La vida nos concedió el inmenso regalo de llegar juntas allí donde el camino se abre a un nuevo horizonte. Yo la dejé marchar suavemente, asomada a un misterio que me sobrecoge y me desborda. Aquí comparto sencillamente algunos aprendizajes de estos años, con el deseo de que otras personas encuentren fuerza, esperanza y alegría en la aventura de «cuidar».

TESTIMONIO LEÍDO
EN EL ENTIERRO DE ANDREA

Querida Andrea:


Un día te pregunté qué es la elegancia, y me contestaste: «Una persona elegante es alguien que quiere pasar inadvertido y, a pesar de todo, atrae todas las miradas». ¡Eso es lo que te ha pasado a ti! Tú atraes nuestras miradas incluso hoy, y seguramente a tu pesar. Déjame hablar un poco de tu elegancia; te prometo no exagerar.

Tú y yo nos encontramos hace tres años y medio, cuando tú empezabas a perder algunas facultades y yo acaba de llegar a Francia. Era demasiado tarde para conocer a «la dama» que tú habías sido; sin embargo, he tenido la suerte de conocer bien a «la mujer» que tú eres, fuera de todo rol y de todo convencionalismo.

Se suponía que tenía que acompañarte, pero ni tú, ni tus hijos, ni yo conocíamos el camino. ¡Qué magnífica aventura! ¡Cuántos tanteos y aprendizajes, cuántos desconciertos y pequeños enfados, cuántas risas cómplices y cuántos momentos maravillosos! Nunca podré agradecértelo bastante.

Al ver mi pobre francés y al saber que yo era incapaz de hablarte «de usted», tú misma me propusiste enseguida que nos tuteáramos, «porque la sencillez es lo mejor», me dijiste. Esta sencillez es parte de tu elegancia.

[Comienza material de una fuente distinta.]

//! Turns the upstream provider's raw JSON into [`Suggestion`] values.
//!
//! The provider answers a maps search in one of two shapes: a
//! `local_results` array (the common case) or a single `place_results`
//! object when the query resolved to exactly one place. The payload is
//! classified into [`SearchPayload`] first so the precedence rule is
//! explicit: local results always win, the single place is only a
//! fallback when they yield nothing.

use serde::Deserialize;
use serde_json::Value;

use crate::suggestion::{compose_place_name, Source, Suggestion};

#[derive(Debug, Deserialize)]
pub struct GpsCoordinates {
    pub latitude: f64,
    pub longitude: f64,
}

/// One entry of the provider's `local_results` array.
#[derive(Debug, Default, Deserialize)]
pub struct LocalResult {
    pub place_id: Option<String>,
    pub data_id: Option<String>,
    pub position: Option<u32>,
    pub title: Option<String>,
    pub name: Option<String>,
    pub address: Option<String>,
    pub full_address: Option<String>,
    pub description: Option<String>,
    pub gps_coordinates: Option<GpsCoordinates>,
}

/// The provider's single `place_results` object.
#[derive(Debug, Default, Deserialize)]
pub struct PlaceResult {
    pub place_id: Option<String>,
    pub data_id: Option<String>,
    pub title: Option<String>,
    pub name: Option<String>,
    pub address: Option<String>,
    pub formatted_address: Option<String>,
    pub gps_coordinates: Option<GpsCoordinates>,
}

/// Classified upstream payload.
pub enum SearchPayload {
    LocalResults(Vec<LocalResult>),
    SinglePlace(Box<PlaceResult>),
    Empty,
}

impl SearchPayload {
    /// Classifies a raw payload. Entries that do not deserialize are
    /// dropped rather than failing the whole response.
    pub fn classify(payload: &Value) -> Self {
        if let Some(entries) = payload.get("local_results").and_then(Value::as_array) {
            let results: Vec<LocalResult> = entries
                .iter()
                .filter_map(|entry| serde_json::from_value(entry.clone()).ok())
                .collect();

            if !results.is_empty() {
                return Self::LocalResults(results);
            }
        }

        if let Some(place) = payload.get("place_results") {
            if place.is_object() {
                if let Ok(place) = serde_json::from_value::<PlaceResult>(place.clone()) {
                    return Self::SinglePlace(Box::new(place));
                }
            }
        }

        Self::Empty
    }
}

// Empty strings count as absent, matching the original fallback chains.
fn non_empty(value: Option<&str>) -> Option<&str> {
    value.filter(|s| !s.is_empty())
}

fn to_pair(coords: Option<&GpsCoordinates>) -> Option<[f64; 2]> {
    coords.map(|c| [c.longitude, c.latitude])
}

/// Maps one upstream payload to suggestions. `query` is only used as the
/// last-resort id/text for a bare `place_results` object.
pub fn normalize(payload: &Value, query: &str) -> Vec<Suggestion> {
    match SearchPayload::classify(payload) {
        SearchPayload::LocalResults(results) => {
            results.iter().map(local_to_suggestion).collect()
        }
        SearchPayload::SinglePlace(place) => vec![place_to_suggestion(&place, query)],
        SearchPayload::Empty => Vec::new(),
    }
}

fn local_to_suggestion(result: &LocalResult) -> Suggestion {
    let title = non_empty(result.title.as_deref())
        .or(non_empty(result.name.as_deref()))
        .unwrap_or("");

    let id = non_empty(result.place_id.as_deref())
        .or(non_empty(result.data_id.as_deref()))
        .map(str::to_string)
        .unwrap_or_else(|| {
            let position = result.position.map(|p| p.to_string()).unwrap_or_default();
            format!("{position}-{title}")
        });

    let address = non_empty(result.address.as_deref())
        .or(non_empty(result.full_address.as_deref()))
        .or(non_empty(result.description.as_deref()));

    Suggestion {
        id,
        text: title.to_string(),
        place_name: compose_place_name(title, address.unwrap_or("")),
        coordinates: to_pair(result.gps_coordinates.as_ref()),
        address: address.map(str::to_string),
        source: Source::SerpApi,
    }
}

fn place_to_suggestion(place: &PlaceResult, query: &str) -> Suggestion {
    let title = non_empty(place.title.as_deref())
        .or(non_empty(place.name.as_deref()))
        .unwrap_or(query);

    let id = non_empty(place.place_id.as_deref())
        .or(non_empty(place.data_id.as_deref()))
        .or(non_empty(place.title.as_deref()))
        .or(non_empty(place.name.as_deref()))
        .unwrap_or(query);

    let address = non_empty(place.address.as_deref())
        .or(non_empty(place.formatted_address.as_deref()));

    Suggestion {
        id: id.to_string(),
        text: title.to_string(),
        place_name: compose_place_name(title, address.unwrap_or("")),
        coordinates: to_pair(place.gps_coordinates.as_ref()),
        address: address.map(str::to_string),
        source: Source::SerpApi,
    }
}

#[cfg(test)]
mod tests {
    use super::*;
    use serde_json::json;

    #[test]
    fn local_results_map_every_entry() {
        let payload = json!({
            "local_results": [
                {
                    "position": 1,
                    "title": "Surya Mahal",
                    "address": "Bhilwara, Rajasthan",
                    "place_id": "ChIJabc",
                    "gps_coordinates": { "latitude": 25.35, "longitude": 74.64 }
                },
                {
                    "position": 2,
                    "title": "Surya Mahal Hotel",
                    "full_address": "Jaipur, Rajasthan"
                }
            ]
        });

        let suggestions = normalize(&payload, "surya");

        assert_eq!(suggestions.len(), 2);
        assert_eq!(suggestions[0].id, "ChIJabc");
        assert_eq!(suggestions[0].text, "Surya Mahal");
        assert_eq!(suggestions[0].place_name, "Surya Mahal, Bhilwara, Rajasthan");
        assert_eq!(suggestions[0].coordinates, Some([74.64, 25.35]));

        // no place_id/data_id -> position-title composite
        assert_eq!(suggestions[1].id, "2-Surya Mahal Hotel");
        assert_eq!(suggestions[1].address.as_deref(), Some("Jaipur, Rajasthan"));
        assert_eq!(suggestions[1].coordinates, None);
    }

    #[test]
    fn local_results_take_precedence_over_place_results() {
        let payload = json!({
            "local_results": [
                { "position": 1, "title": "From The List" }
            ],
            "place_results": {
                "title": "From The Place",
                "address": "Should Not Appear"
            }
        });

        let suggestions = normalize(&payload, "query");

        assert_eq!(suggestions.len(), 1);
        assert_eq!(suggestions[0].text, "From The List");
    }

    #[test]
    fn empty_local_results_fall_back_to_place_results() {
        let payload = json!({
            "local_results": [],
            "place_results": {
                "place_id": "ChIJxyz",
                "title": "City Palace",
                "formatted_address": "Udaipur, Rajasthan",
                "gps_coordinates": { "latitude": 24.58, "longitude": 73.68 }
            }
        });

        let suggestions = normalize(&payload, "city palace");

        assert_eq!(suggestions.len(), 1);
        assert_eq!(suggestions[0].id, "ChIJxyz");
        assert_eq!(suggestions[0].place_name, "City Palace, Udaipur, Rajasthan");
        assert_eq!(suggestions[0].coordinates, Some([73.68, 24.58]));
    }

    #[test]
    fn bare_place_results_fall_back_to_query() {
        let payload = json!({ "place_results": {} });

        let suggestions = normalize(&payload, "surya mahal");

        assert_eq!(suggestions.len(), 1);
        assert_eq!(suggestions[0].id, "surya mahal");
        assert_eq!(suggestions[0].text, "surya mahal");
        assert_eq!(suggestions[0].address, None);
    }

    #[test]
    fn payload_with_neither_shape_is_empty() {
        assert!(normalize(&json!({ "search_metadata": {} }), "q").is_empty());
        assert!(normalize(&json!({}), "q").is_empty());
    }

    #[test]
    fn empty_strings_count_as_absent() {
        let payload = json!({
            "local_results": [
                {
                    "position": 3,
                    "place_id": "",
                    "title": "",
                    "name": "Fallback Name",
                    "address": "",
                    "description": "Near the lake"
                }
            ]
        });

        let suggestions = normalize(&payload, "q");

        assert_eq!(suggestions[0].id, "3-Fallback Name");
        assert_eq!(suggestions[0].text, "Fallback Name");
        assert_eq!(suggestions[0].address.as_deref(), Some("Near the lake"));
    }

    #[test]
    fn missing_position_renders_empty_in_composite_id() {
        let payload = json!({
            "local_results": [ { "title": "Solo" } ]
        });

        assert_eq!(normalize(&payload, "q")[0].id, "-Solo");
    }
}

Estos últimos años, ya dependiente, te sentías muy bien en casa de tu hija, rodeada de cariño. Antes habías querido mucho tu casa de la calle de la Zarza. Sin embargo, habrías deseado cambiar el nombre de la calle, habrías preferido vivir en la calle de la Rosa. ¡Yo te decía que no se puede tener todo! Sí, Andrea, como cada uno de nosotros, tú albergabas tus propias espinas: las heridas y los errores de tu historia, tus pequeños defectos, el peso de la soledad, la angustia ante la pérdida de autonomía, la enfermedad, que iba destruyendo tu memoria y tu lenguaje, el miedo a la muerte...

En medio de tus espinas, yo soy testigo de la belleza creciente de tu rosa. La belleza de tu corazón, la elegancia de tu espíritu, no te han abandonado nunca, al contrario. Creo que esta belleza estaba arraigada en el amor. En primer lugar, el amor hacia cada uno de tus hijos e hijas y de tus nietos, que han sido hasta el final la niña de tus ojos, y cuyas fotos mirabas todos los días. Pero también el amor hacia tus hermanas y tu hermano, tus primos, tu ahijada, tus amigos... cuyas llamadas, cartas y visitas eran cada vez más importantes para ti.

Me has parecido muy elegante en tu capacidad de soltar, de dejarte hacer. ¡Cuánto te costó dejar de conducir! El coche, símbolo de la autonomía que desaparecía... Poco a poco, con confianza y con suavidad, has ido aprendiendo a dejarte conducir por unos y por otros, por cada una de las señoras que te han acompañado; has aprendido a caminar de la mano porque tu equilibrio era ya muy frágil.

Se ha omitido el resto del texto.